Ducati Indiana: il sogno americano fu un vero flop
Vera anomalia tra le rosse di Borgo Panigale, l’Indiana era una custom fuori dagli schemi. Ben fatta e piacevole da guidare, non riuscì a convincere. Oggi può essere un buon affare
Nata nel 1986 come tentativo di rilancio dopo l’acquisizione di Ducati da parte del Gruppo Cagiva, l’Indiana rappresenta senza dubbio “un’anomalia”. Pubblicizzata con chiari riferimenti al west americano (la réclame qui sotto ne è un esempio), fu un modello concepito per attrarre sia il pubblico europeo che americano. Purtroppo, ebbe scarsa fortuna…
Il motore Pantah
Già utilizzato sulle Cagiva Alazzurra ed Elefant, il cuore dell’Indiana era il motore Pantah, riadattato ovviamente in chiave custom: disponibile nelle cilindrate 350, 650 e 750 cm3, aveva il cilindro verticale ruotato di 180° per consentire l’istallazione dei carburatori al centro della “L”, mentre le cromature abbondanti aggiungevano un tocco estetico distintivo. La versione da 350 cm³ erogava 38 CV a 9250 giri/min, con una velocità massima vicina ai 150 km/h, mentre il modello da 750 cm³ raggiungeva 54,4 CV a 7000 giri/min e una velocità di 170 km/h.
Sotto le cromature c'è il grintoso bicilindrico Ducati con distribuzione desmo. Harley e giapponesi non le stavano dietro, né in rettilineo né in curva
La ciclistica
La ciclistica, derivata dall’Elefant, si rivelava sulla Indiana sorprendentemente efficace. La forcella Marzocchi da 40 mm, seppur lunga, garantiva stabilità e un’ottima sensazione in frenata, mentre i due ammortizzatori posteriori regolabili offrivano un comfort superiore rispetto alle concorrenti giapponesi. Il tutto abbinato ad un “particolare” ma non troppo bello telaio a doppia culla scomponibile con tubi a sezione quadra. Prezioso anche l’impianto frenante Brembo con dischi da 260 e 280 mm. Le ruote, in lega, nelle dimensioni 110/90×18″ all’anteriore e 140/90×15″ al posteriore, col loro curioso design a stella a tre punte, aggiungevano un tocco distintivo.
L'impianto frenante era da stradale vera
Piacevole da guidare
Grazie ad una corretto settaggio dei rapporti, il motore era elastico e ben reattivo, capace di prendere velocità nel rapporto più alto a partire da 40 Km/h.
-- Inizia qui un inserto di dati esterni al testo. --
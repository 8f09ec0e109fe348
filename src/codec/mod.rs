//! Codecs translating the configuration model to and from its files
//!
//! Each codec offers a pure `parse`/`render` pair working on text plus thin
//! `read`/`write` wrappers that touch the filesystem. The orchestrator uses the
//! pure halves so that every file can be rendered before any is replaced.

pub mod atomic;
pub mod discovery;
pub mod export;
pub mod launcher;
pub mod netplan;
pub mod system;

pub use atomic::{write_atomic, write_executable};
pub use discovery::{LocalServer, RemoteServer, Topology};
pub use export::{ExportLineStyle, ExportMapping};
pub use netplan::WifiFields;
pub use system::SystemFields;

use crate::error::{AppError, Result};
use std::io::ErrorKind;
use std::path::Path;

/// Read a whole file, reporting absence as `None`
pub fn read_optional(path: &Path) -> Result<Option<String>> {
    match std::fs::read_to_string(path) {
        Ok(text) => Ok(Some(text)),
        Err(e) if e.kind() == ErrorKind::NotFound => Ok(None),
        Err(e) => Err(AppError::io(format!("Failed to read '{}': {}", path.display(), e))),
    }
}

/// Read a whole file, reporting absence as a missing-source error
pub fn read_required(path: &Path) -> Result<String> {
    read_optional(path)?
        .ok_or_else(|| AppError::missing_source(format!("'{}' does not exist", path.display())))
}

/// Strip surrounding whitespace and single or double quotes
pub(crate) fn unquote(raw: &str) -> &str {
    raw.trim().trim_matches(|c| c == '"' || c == '\'').trim()
}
Anche le vibrazioni erano ridotte al minimo, ma il punto di forza dell’Indiana era sicuramente l’ergonomia, con una triangolazione tra manubrio, pedane e sella che risultava equilibrata, rendendo la guida confortevole anche per lunghi tragitti.
Il look
L’aspetto era da vera custom: cromature abbondanti, serbatoio a goccia ma non troppo inclinato, sella biposto su due piani sfalsati, manubrio ricurvo, faro tondo e strumentazione curata, anch’essa generosa di cromature.
Un progetto ambizioso, ma fallito
Nonostante le buone premesse tecniche, l’Indiana si rivelò un flop commerciale. Sicuramente, la complessità del sistema desmodromico, poco adatto agli appassionati di custom, non giovò a suo favore, così come la debolezza della rete di distribuzione. Agli americani non piacque e agli italiani, a conti fatti, nemmeno. Fu prodotta per soli 4 anni, cioè fino al 1990, in poco più di 2.300 esemplari, di cui 1.800 solo nel primo anno. Oggi la si può trovare in vendita a cifre tra i 2.000 e i 4.000 euro a seconda delle cilindrata (il modello più equilibrato alla fine era il 350). Per un estimatore del genere potrebbe essere un buon affare…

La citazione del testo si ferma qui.